The market obviously agrees with you.

Bloomberg.com: Worldwide


Contracts on Seattle-based Washington Mutual increased 158 basis points to a record 700 basis points, according to CMA Datavision.

Credit-default swaps are financial instruments based on bonds and loans that are used to speculate on a company's ability to repay debt. A rise indicates deterioration in the perception of credit quality; a decline, the opposite.

The article also gives the CDS rates on C (207), BAC and JPM (135), WB (305), and BSC (405).

I loved this quote:

``I've been in this market for 30 years, I'm one of the senior citizens of the bond market, and I have never, ever seen such a confluence of negative events,'' said Marilyn Cohen, who manages $215 million in fixed income investments as president of Envision Capital Management in Los Angeles. ``Clearly the Fed has been rendered impotent on doing anything to end this credit crisis.''

Hang onto your hats.
 
Having worked for 35 years in banking and the majority of it was in small banks, I do not invest in small banks. The term too big to fail is very true. The Feds could care less about a small two billion dollar community bank failing. They could never let B/A or Citi bank fail. Such a failure would drain the FDIC fund and case major financial problems.

I worked mostly in middle management and had dealings with board members. Most small bank board members have no idea what they are doing. When I left the last bank I worked at (I am FI now) two board members took me out to lunch and I told them the same thing - I do not invest in small banks and gave them my reasons. At the time I left the bank stock was selling for $35 dollars a share I exercised and sold my options the day I left. Today three years later the stock is under $12 a share and the bank is facing major problems. You can not tell what condition a bank is in by reading it's financial statement or listening to conference calls. Banks as stated before do not want to recognize problem loans. Small banks got into the housing boom not by financing home mortgages but by financing the builders. It is those construction loans that Fed is now forcing banks to write down.

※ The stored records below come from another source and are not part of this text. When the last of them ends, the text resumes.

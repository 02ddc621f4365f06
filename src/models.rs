//! Core data structures for typed rows.
//!
//! Defines the closed set of cell value types, the field keys rows are
//! indexed by, and the ordered [`Row`] mapping handed to callers.

use chrono::{FixedOffset, NaiveDate, NaiveDateTime, NaiveTime};
use indexmap::IndexMap;
use serde::{Serialize, Serializer};
use std::fmt;

const DATE_FORMAT: &str = "%Y-%m-%d";
const TIME_FORMAT: &str = "%H:%M:%S%.f";
const DATETIME_FORMAT: &str = "%Y-%m-%dT%H:%M:%S%.f";

/// Typed value of a single cell
#[derive(Debug, Clone, PartialEq)]
pub enum CellValue {
    Null,
    Integer(i64),
    Float(f64),
    /// Unescaped text
    String(String),
    Date(NaiveDate),
    /// Date and time of day, with the UTC offset when the source carried one
    DateTime {
        datetime: NaiveDateTime,
        offset: Option<FixedOffset>,
    },
    Time(NaiveTime),
}

/// Discriminant of a [`CellValue`], used for reporting
#[derive(Debug, Clone, Copy, PartialEq, Eq, Hash)]
pub enum CellKind {
    Null,
    Integer,
    Float,
    String,
    Date,
    DateTime,
    Time,
}

impl CellKind {
    pub fn as_str(&self) -> &'static str {
        match self {
            CellKind::Null => "null",
            CellKind::Integer => "integer",
            CellKind::Float => "float",
            CellKind::String => "string",
            CellKind::Date => "date",
            CellKind::DateTime => "datetime",
            CellKind::Time => "time",
        }
    }
}

impl fmt::Display for CellKind {
    fn fmt(&self, f: &mut fmt::Formatter<'_>) -> fmt::Result {
        f.write_str(self.as_str())
    }
}

impl CellValue {
    /// Build a naive (offset-less) datetime value
    pub fn naive_datetime(datetime: NaiveDateTime) -> Self {
        CellValue::DateTime {
            datetime,
            offset: None,
        }
    }

    pub fn kind(&self) -> CellKind {
        match self {
            CellValue::Null => CellKind::Null,
            CellValue::Integer(_) => CellKind::Integer,
            CellValue::Float(_) => CellKind::Float,
            CellValue::String(_) => CellKind::String,
            CellValue::Date(_) => CellKind::Date,
            CellValue::DateTime { .. } => CellKind::DateTime,
            CellValue::Time(_) => CellKind::Time,
        }
    }

    pub fn is_null(&self) -> bool {
        matches!(self, CellValue::Null)
    }

    pub fn as_i64(&self) -> Option<i64> {
        match self {
            CellValue::Integer(value) => Some(*value),
            _ => None,
        }
    }

    /// Numeric value as f64; integers widen
    pub fn as_f64(&self) -> Option<f64> {
        match self {
            CellValue::Integer(value) => Some(*value as f64),
            CellValue::Float(value) => Some(*value),
            _ => None,
        }
    }

    pub fn as_str(&self) -> Option<&str> {
        match self {
            CellValue::String(value) => Some(value),
            _ => None,
        }
    }

    /// Render the value as a delimited-text field
    ///
    /// Strings are always quoted, with embedded quote characters doubled.
    /// Floats keep a fractional part so they are not re-read as integers.
    /// Other kinds are written bare, so the field reads back to the same value
    /// only when the separator does not occur in the rendered text.
    pub fn to_field(&self, quote_char: char) -> String {
        match self {
            CellValue::Null => String::new(),
            CellValue::Integer(value) => value.to_string(),
            CellValue::Float(value) => format!("{:?}", value),
            CellValue::String(value) => {
                let doubled: String = [quote_char, quote_char].iter().collect();
                let escaped = value.replace(quote_char, &doubled);
                format!("{quote_char}{escaped}{quote_char}")
            }
            CellValue::Date(date) => date.format(DATE_FORMAT).to_string(),
            CellValue::DateTime { datetime, offset } => {
                let mut text = datetime.format(DATETIME_FORMAT).to_string();
                if let Some(offset) = offset {
                    text.push_str(&offset.to_string());
                }
                text
            }
            CellValue::Time(time) => time.format(TIME_FORMAT).to_string(),
        }
    }
}

impl fmt::Display for CellValue {
    fn fmt(&self, f: &mut fmt::Formatter<'_>) -> fmt::Result {
        match self {
            CellValue::Null => f.write_str("null"),
            CellValue::String(value) => f.write_str(value),
            other => f.write_str(&other.to_field('"')),
        }
    }
}

impl Serialize for CellValue {
    fn serialize<S: Serializer>(&self, serializer: S) -> Result<S::Ok, S::Error> {
        match self {
            CellValue::Null => serializer.serialize_none(),
            CellValue::Integer(value) => serializer.serialize_i64(*value),
            CellValue::Float(value) => serializer.serialize_f64(*value),
            CellValue::String(value) => serializer.serialize_str(value),
            other => serializer.serialize_str(&other.to_field('"')),
        }
    }
}

/// Identifier of a column: a declared name or a positional index
#[derive(Debug, Clone, PartialEq, Eq, Hash, PartialOrd, Ord)]
pub enum FieldKey {
    Name(String),
    Index(usize),
}

impl fmt::Display for FieldKey {
    fn fmt(&self, f: &mut fmt::Formatter<'_>) -> fmt::Result {
        match self {
            FieldKey::Name(name) => f.write_str(name),
            FieldKey::Index(index) => write!(f, "{}", index),
        }
    }
}

impl From<&str> for FieldKey {
    fn from(name: &str) -> Self {
        FieldKey::Name(name.to_string())
    }
}

impl From<String> for FieldKey {
    fn from(name: String) -> Self {
        FieldKey::Name(name)
    }
}

impl From<usize> for FieldKey {
    fn from(index: usize) -> Self {
        FieldKey::Index(index)
    }
}

impl Serialize for FieldKey {
    fn serialize<S: Serializer>(&self, serializer: S) -> Result<S::Ok, S::Error> {
        match self {
            FieldKey::Name(name) => serializer.serialize_str(name),
            FieldKey::Index(index) => serializer.serialize_u64(*index as u64),
        }
    }
}

/// One record: field keys in column order, each mapped to its value
#[derive(Debug, Clone, Default, PartialEq, Serialize)]
#[serde(transparent)]
pub struct Row {
    cells: IndexMap<FieldKey, CellValue>,
}

impl Row {
    /// Look up a value by name or positional index
    pub fn get(&self, key: impl Into<FieldKey>) -> Option<&CellValue> {
        self.cells.get(&key.into())
    }

    /// Value in the given column position, whatever its key
    pub fn value_at(&self, position: usize) -> Option<&CellValue> {
        self.cells.get_index(position).map(|(_, value)| value)
    }

    pub fn keys(&self) -> impl Iterator<Item = &FieldKey> {
        self.cells.keys()
    }

    pub fn values(&self) -> impl Iterator<Item = &CellValue> {
        self.cells.values()
    }

    pub fn iter(&self) -> impl Iterator<Item = (&FieldKey, &CellValue)> {
        self.cells.iter()
    }

    pub fn len(&self) -> usize {
        self.cells.len()
    }

    pub fn is_empty(&self) -> bool {
        self.cells.is_empty()
    }

    pub fn into_inner(self) -> IndexMap<FieldKey, CellValue> {
        self.cells
    }
}

impl<K: Into<FieldKey>> FromIterator<(K, CellValue)> for Row {
    fn from_iter<T: IntoIterator<Item = (K, CellValue)>>(iter: T) -> Self {
        Self {
            cells: iter.into_iter().map(|(k, v)| (k.into(), v)).collect(),
        }
    }
}

impl IntoIterator for Row {
    type Item = (FieldKey, CellValue);
    type IntoIter = indexmap::map::IntoIter<FieldKey, CellValue>;

    fn into_iter(self) -> Self::IntoIter {
        self.cells.into_iter()
    }
}

#[cfg(test)]
mod tests {
    use super::*;

    #[test]
    fn test_to_field_quotes_strings() {
        let value = CellValue::String("a \"String\"".to_string());
        assert_eq!(value.to_field('"'), "\"a \"\"String\"\"\"");
        assert_eq!(
            CellValue::String("it's".to_string()).to_field('\''),
            "'it''s'"
        );
    }

    #[test]
    fn test_to_field_keeps_float_fraction() {
        assert_eq!(CellValue::Float(2.0).to_field('"'), "2.0");
        assert_eq!(CellValue::Float(2.5).to_field('"'), "2.5");
        assert_eq!(CellValue::Integer(-7).to_field('"'), "-7");
        assert_eq!(CellValue::Null.to_field('"'), "");
    }

    #[test]
    fn test_to_field_dates() {
        let date = NaiveDate::from_ymd_opt(2021, 2, 5).unwrap();
        let time = NaiveTime::from_hms_micro_opt(23, 50, 12, 250).unwrap();
        assert_eq!(CellValue::Date(date).to_field('"'), "2021-02-05");
        assert_eq!(CellValue::Time(time).to_field('"'), "23:50:12.000250");

        let datetime = CellValue::DateTime {
            datetime: date.and_hms_opt(23, 50, 12).unwrap(),
            offset: FixedOffset::east_opt(3600),
        };
        assert_eq!(datetime.to_field('"'), "2021-02-05T23:50:12+01:00");
    }

    #[test]
    fn test_row_lookup() {
        let row: Row = vec![("a", CellValue::Integer(1)), ("b", CellValue::Null)]
            .into_iter()
            .collect();

        assert_eq!(row.len(), 2);
        assert_eq!(row.get("a"), Some(&CellValue::Integer(1)));
        assert_eq!(row.get("missing"), None);
        assert_eq!(row.value_at(1), Some(&CellValue::Null));
        assert_eq!(
            row.keys().cloned().collect::<Vec<_>>(),
            vec![FieldKey::from("a"), FieldKey::from("b")]
        );

        let cells = row.into_inner();
        assert_eq!(cells.get_index(0), Some((&FieldKey::from("a"), &CellValue::Integer(1))));
    }

    #[test]
    fn test_numeric_accessors() {
        assert_eq!(CellValue::Integer(7).as_i64(), Some(7));
        assert_eq!(CellValue::Integer(7).as_f64(), Some(7.0));
        assert_eq!(CellValue::Float(2.5).as_f64(), Some(2.5));
        assert_eq!(CellValue::Float(2.5).as_i64(), None);
        assert_eq!(CellValue::String("7".into()).as_i64(), None);
        assert_eq!(CellValue::String("7".into()).as_str(), Some("7"));
    }

    #[test]
    fn test_row_serializes_in_key_order() {
        let row: Row = vec![
            (2usize, CellValue::Float(2.5)),
            (0usize, CellValue::Null),
            (1usize, CellValue::String("x".to_string())),
        ]
        .into_iter()
        .collect();

        let json = serde_json::to_string(&row).unwrap();
        assert_eq!(json, r#"{"2":2.5,"0":null,"1":"x"}"#);
    }

    #[test]
    fn test_kind_names() {
        assert_eq!(CellValue::Null.kind().to_string(), "null");
        assert_eq!(CellValue::Integer(1).kind(), CellKind::Integer);
        assert_eq!(CellKind::DateTime.as_str(), "datetime");
    }
}
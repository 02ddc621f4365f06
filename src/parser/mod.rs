//! Line parsing pipeline for delimited text
//!
//! Each non-blank line goes through three stages:
//!
//! - [`tokenizer`] - quote-aware splitting of a line into raw tokens
//! - [`classifier`] - typing of each token through an ordered classifier chain
//! - [`assembler`] - key-set resolution, arity checks and row construction
//!
//! [`field_parsers`] holds the pure per-type predicates the built-in
//! classifier is made of.
//!
//! ## Usage
//!
//! ```rust
//! use lightcsv::parser::{ClassifierChain, RowAssembler};
//! use lightcsv::{CellValue, ReaderConfig};
//!
//! let config = ReaderConfig::default().with_headers(true);
//! let chain = ClassifierChain::new(config.quote_char, config.strict);
//! let mut assembler = RowAssembler::new(&config, &chain);
//!
//! assert!(assembler.feed(1, "id,name").unwrap().is_none());
//! let row = assembler.feed(2, "7,\"Ada\"").unwrap().unwrap();
//! assert_eq!(row.get("id"), Some(&CellValue::Integer(7)));
//! ```

pub mod assembler;
pub mod classifier;
pub mod field_parsers;
pub mod tokenizer;

#[cfg(test)]
mod tests;

pub use assembler::{AssemblerState, RowAssembler};
pub use classifier::{BuiltinClassifier, ClassifierChain, ClassifierPlacement, TokenClassifier};
pub use tokenizer::{LineTokenizer, TokenizeError, tokenize};
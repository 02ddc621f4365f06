//! Test utilities shared by the parser test modules

use crate::config::ReaderConfig;
use crate::error::Result;
use crate::models::{CellValue, Row};
use crate::parser::{ClassifierChain, RowAssembler};


/// Classify a single token with the default lenient chain
pub fn classify_lenient(token: &str) -> CellValue {
    ClassifierChain::new('"', false).classify(1, token).unwrap()
}

/// Classify a single token with the default strict chain
pub fn classify_strict(token: &str) -> Result<CellValue> {
    ClassifierChain::new('"', true).classify(1, token)
}

/// Feed every line through a fresh assembler, stopping at the first error
pub fn assemble_all(config: &ReaderConfig, lines: &[&str]) -> Result<Vec<Row>> {
    let chain = ClassifierChain::new(config.quote_char, config.strict);
    let mut assembler = RowAssembler::new(config, &chain);
    let mut rows = Vec::new();

    for (index, line) in lines.iter().enumerate() {
        if let Some(row) = assembler.feed(index + 1, line)? {
            rows.push(row);
        }
    }

    assembler.finish();
    Ok(rows)
}

pub fn text(value: &str) -> CellValue {
    CellValue::String(value.to_string())
}
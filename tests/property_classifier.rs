//! Property-based tests for token classification
//!
//! Checks the classification cascade against generated tokens: integer-shaped
//! text, quoted strings and values rendered back into fields.

use lightcsv::parser::{ClassifierChain, tokenize};
use lightcsv::{CellValue, LightCsvReader, ReaderConfig};
use proptest::prelude::*;

/// Strategy for arbitrary text content, including quotes and separators
fn text_strategy() -> impl Strategy<Value = String> {
    prop_oneof![
        "[a-zA-Z0-9 ]{0,20}",
        "[a-z]{0,5}\"[a-z]{0,5}\"[a-z]{0,5}",
        "[a-z]{0,5},[a-z]{0,5};[a-z]{0,5}",
        "[0-9]{1,4}(\\.[0-9]{1,3})?",
    ]
}

proptest! {
    #[test]
    fn prop_integer_text_classifies_as_integer(value in any::<i64>()) {
        let chain = ClassifierChain::new('"', true);
        prop_assert_eq!(chain.classify(1, &value.to_string()).unwrap(), CellValue::Integer(value));
    }

    #[test]
    fn prop_signed_digit_runs_never_fail(sign in "[+-]?", digits in "[0-9]{1,30}") {
        let chain = ClassifierChain::new('"', true);
        let value = chain.classify(1, &format!("{}{}", sign, digits)).unwrap();
        prop_assert!(matches!(value, CellValue::Integer(_) | CellValue::Float(_)));
    }

    #[test]
    fn prop_non_digit_text_never_classifies_as_integer(
        head in "[0-9]{0,8}",
        tail in "[0-9]{0,8}",
        other in "[^0-9+\\-\\s]",
    ) {
        let token = format!("{}{}{}", head, other, tail);
        let chain = ClassifierChain::new('"', false);
        let value = chain.classify(1, &token).unwrap();
        prop_assert!(
            !matches!(value, CellValue::Integer(_)),
            "{} classified as {:?}",
            token,
            value
        );
    }

    #[test]
    fn prop_quoted_string_round_trips(text in text_strategy()) {
        let chain = ClassifierChain::new('"', true);
        let field = CellValue::String(text.clone()).to_field('"');

        let tokens = tokenize(&field, ',', '"').unwrap();
        prop_assert_eq!(tokens.len(), 1);
        prop_assert_eq!(chain.classify(1, tokens[0]).unwrap(), CellValue::String(text));
    }

    #[test]
    fn prop_float_round_trips_through_field(value in -1.0e9f64..1.0e9f64) {
        let chain = ClassifierChain::new('"', true);
        let field = CellValue::Float(value).to_field('"');
        prop_assert_eq!(chain.classify(1, &field).unwrap(), CellValue::Float(value));
    }

    #[test]
    fn prop_row_arity_matches_column_count(values in prop::collection::vec(any::<i32>(), 1..12)) {
        let line: Vec<String> = values.iter().map(ToString::to_string).collect();
        let reader = LightCsvReader::new(ReaderConfig::default()).unwrap();
        let row = reader.read_str(&line.join(",")).next().unwrap().unwrap();

        prop_assert_eq!(row.len(), values.len());
        for (index, value) in values.iter().enumerate() {
            prop_assert_eq!(row.get(index), Some(&CellValue::Integer(i64::from(*value))));
        }
    }
}
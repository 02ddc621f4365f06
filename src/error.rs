//! Error handling for lightcsv reading operations.
//!
//! Provides error types with line context for configuration problems,
//! malformed input and arity mismatches.

use thiserror::Error;

#[derive(Error, Debug)]
pub enum LightCsvError {
    #[error("IO error: {0}")]
    Io(#[from] std::io::Error),

    #[error("Configuration error: {message}")]
    Configuration { message: String },

    #[error("Parse error on line {line}: {kind}: '{text}'")]
    Parse {
        line: usize,
        kind: ParseErrorKind,
        text: String,
    },

    #[error("Line {line} has {found} values, expected {expected}")]
    Arity {
        line: usize,
        expected: usize,
        found: usize,
    },
}

/// Reason a line or token could not be parsed
#[derive(Error, Debug, Clone, PartialEq, Eq)]
pub enum ParseErrorKind {
    /// Unterminated quoted span, or text after a closing quote
    #[error("malformed quoting at column {column}")]
    MalformedQuoting { column: usize },

    /// No classifier recognized the token
    #[error("cannot classify value")]
    UnrecognizedToken,
}

impl LightCsvError {
    /// Create a configuration error
    pub fn configuration(message: impl Into<String>) -> Self {
        Self::Configuration {
            message: message.into(),
        }
    }

    /// Create a parse error for malformed quoting in `raw_line`
    pub fn malformed_quoting(line: usize, column: usize, raw_line: impl Into<String>) -> Self {
        Self::Parse {
            line,
            kind: ParseErrorKind::MalformedQuoting { column },
            text: raw_line.into(),
        }
    }

    /// Create a parse error for a token no classifier recognized
    pub fn unrecognized_token(line: usize, token: impl Into<String>) -> Self {
        Self::Parse {
            line,
            kind: ParseErrorKind::UnrecognizedToken,
            text: token.into(),
        }
    }

    /// Create an arity error
    pub fn arity(line: usize, expected: usize, found: usize) -> Self {
        Self::Arity {
            line,
            expected,
            found,
        }
    }

    /// Line number the error refers to, if any
    pub fn line(&self) -> Option<usize> {
        match self {
            Self::Parse { line, .. } | Self::Arity { line, .. } => Some(*line),
            Self::Io(_) | Self::Configuration { .. } => None,
        }
    }
}

pub type Result<T> = std::result::Result<T, LightCsvError>;
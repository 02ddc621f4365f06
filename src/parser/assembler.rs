//! Row assembly state machine
//!
//! Turns trimmed lines into rows: resolves the key set from the first
//! non-blank line, classifies every token and enforces arity.

use tracing::{debug, warn};

use super::classifier::ClassifierChain;
use super::tokenizer::LineTokenizer;
use crate::config::ReaderConfig;
use crate::error::{LightCsvError, Result};
use crate::models::{CellValue, FieldKey, Row};

/// Progress of one read pass
#[derive(Debug, Clone, Copy, PartialEq, Eq)]
pub enum AssemblerState {
    /// Next non-blank line is data and fixes the key set
    AwaitingFirstLine,
    /// Next non-blank line is the header
    AwaitingHeader,
    /// Key set fixed; every non-blank line is a row
    ReadingRows,
    /// Source exhausted or a fatal error occurred
    Done,
}

/// Per-pass row assembler
///
/// A fresh assembler is created for every pass, so the key set never leaks
/// from one stream to the next.
#[derive(Debug)]
pub struct RowAssembler<'r> {
    config: &'r ReaderConfig,
    classifiers: &'r ClassifierChain,
    state: AssemblerState,
    keys: Vec<FieldKey>,
}

impl<'r> RowAssembler<'r> {
    pub fn new(config: &'r ReaderConfig, classifiers: &'r ClassifierChain) -> Self {
        let state = if config.has_headers {
            AssemblerState::AwaitingHeader
        } else {
            AssemblerState::AwaitingFirstLine
        };

        Self {
            config,
            classifiers,
            state,
            keys: Vec::new(),
        }
    }

    pub fn state(&self) -> AssemblerState {
        self.state
    }

    pub fn is_done(&self) -> bool {
        self.state == AssemblerState::Done
    }

    /// Key set of this pass, once resolved
    pub fn keys(&self) -> Option<&[FieldKey]> {
        match self.state {
            AssemblerState::AwaitingFirstLine | AssemblerState::AwaitingHeader => None,
            AssemblerState::ReadingRows | AssemblerState::Done if self.keys.is_empty() => None,
            AssemblerState::ReadingRows | AssemblerState::Done => Some(&self.keys),
        }
    }

    /// Mark the source as exhausted
    pub fn finish(&mut self) {
        self.state = AssemblerState::Done;
    }

    /// Feed one physical line; `line_number` is 1-based
    ///
    /// Returns `Ok(None)` for blank and header lines. Any error moves the
    /// assembler to [`AssemblerState::Done`].
    pub fn feed(&mut self, line_number: usize, line: &str) -> Result<Option<Row>> {
        let line = line.trim();
        if line.is_empty() || self.is_done() {
            return Ok(None);
        }

        let result = self.step(line_number, line);
        if result.is_err() {
            self.state = AssemblerState::Done;
        }
        result
    }

    fn step(&mut self, line_number: usize, line: &str) -> Result<Option<Row>> {
        match self.state {
            AssemblerState::AwaitingHeader => {
                let (tokens, _) = self.split(line_number, line)?;
                self.keys = tokens
                    .into_iter()
                    .map(|token| FieldKey::Name(self.classifiers.header_name(token)))
                    .collect();
                self.state = AssemblerState::ReadingRows;
                debug!("Line {}: header resolved {} fields", line_number, self.keys.len());
                Ok(None)
            }
            AssemblerState::AwaitingFirstLine => {
                let values = self.values(line_number, line)?;
                self.keys = match &self.config.field_names {
                    Some(names) => names.iter().cloned().map(FieldKey::Name).collect(),
                    None => (0..values.len()).map(FieldKey::Index).collect(),
                };
                self.state = AssemblerState::ReadingRows;
                debug!("Line {}: key set fixed at {} fields", line_number, self.keys.len());
                self.assemble(line_number, values).map(Some)
            }
            AssemblerState::ReadingRows => {
                let values = self.values(line_number, line)?;
                self.assemble(line_number, values).map(Some)
            }
            AssemblerState::Done => Ok(None),
        }
    }

    /// Tokenize a line; the flag reports a lenient-mode truncation
    fn split<'l>(&self, line_number: usize, line: &'l str) -> Result<(Vec<&'l str>, bool)> {
        let mut tokens = Vec::new();

        for token in LineTokenizer::new(line, self.config.separator, self.config.quote_char) {
            match token {
                Ok(token) => tokens.push(token),
                Err(e) if self.config.strict => {
                    return Err(LightCsvError::malformed_quoting(line_number, e.column, line));
                }
                Err(e) => {
                    warn!(
                        "Line {}: malformed quoting at column {}, rest of line read as null",
                        line_number, e.column
                    );
                    return Ok((tokens, true));
                }
            }
        }

        Ok((tokens, false))
    }

    fn values(&self, line_number: usize, line: &str) -> Result<Vec<CellValue>> {
        let (tokens, truncated) = self.split(line_number, line)?;

        let mut values = tokens
            .into_iter()
            .map(|token| self.classifiers.classify(line_number, token))
            .collect::<Result<Vec<_>>>()?;

        if truncated {
            values.push(CellValue::Null);
        }
        Ok(values)
    }

    fn assemble(&self, line_number: usize, values: Vec<CellValue>) -> Result<Row> {
        if values.len() != self.keys.len() {
            if self.config.strict {
                return Err(LightCsvError::arity(
                    line_number,
                    self.keys.len(),
                    values.len(),
                ));
            }
            warn!(
                "Line {} has {} values, expected {}; pairing positionally",
                line_number,
                values.len(),
                self.keys.len()
            );
        }

        Ok(self.keys.iter().cloned().zip(values).collect())
    }
}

A small bank can not go to the Arabs for a bailout.

Bernanke said so the other day he said there will be more small bank failures this year. He is the head of the Federal Reserve Bank that regulates a lot of banks and he knows what his examiners are reporting back to the FED on the problems small banks are having.
 
Citibank may be too big to "fail", but that doesn't mean investors are going to come out well. They made massive numbers of bad loans. Those bailouts are massively diluting the existing shareholders.

Frankly, I'm more interested in a bank's lending standards over the last few years than a particular size.

Why buy Citibank over JP Morgan?

I would rather own US Bank or Wells Fargo than Citibank as well.

Citibank stepped with both feet into the foolish lending practices of the past few years. Why would I want to invest in a bank that shows such horrible judgement?


Having worked for 35 years in banking and the majority of it was in small banks, I do not invest in small banks. The term too big to fail is very true. The Feds could care less about a small two billion dollar community bank failing. They could never let B/A or Citi bank fail. Such a failure would drain the FDIC fund and case major financial problems.

I worked mostly in middle management and had dealings with board members. Most small bank board members have no idea what they are doing. When I left the last bank I worked at (I am FI now) two board members took me out to lunch and I told them the same thing - I do not invest in small banks and gave them my reasons. At the time I left the bank stock was selling for $35 dollars a share I exercised and sold my options the day I left. Today three years later the stock is under $12 a share and the bank is facing major problems. You can not tell what condition a bank is in by reading it's financial statement or listening to conference calls. Banks as stated before do not want to recognize problem loans. Small banks got into the housing boom not by financing home mortgages but by financing the builders. It is those construction loans that Fed is now forcing banks to write down. A small bank can not go to the Arabs for a bailout.

Bernanke said so the other day he said there will be more small bank failures this year. He is the head of the Federal Reserve Bank that regulates a lot of banks and he knows what his examiners are reporting back to the FED on the problems small banks are having.
 
Hamlet I don't disagree with what you say I was just pointing out if you don't want to lose your money stick with the big banks. Also those chasing high dividend yields better be careful because they can be cut in a second. You may be wrong about Wells Fargo they are one of the largest real estate lenders in the country. They are also a large servicer.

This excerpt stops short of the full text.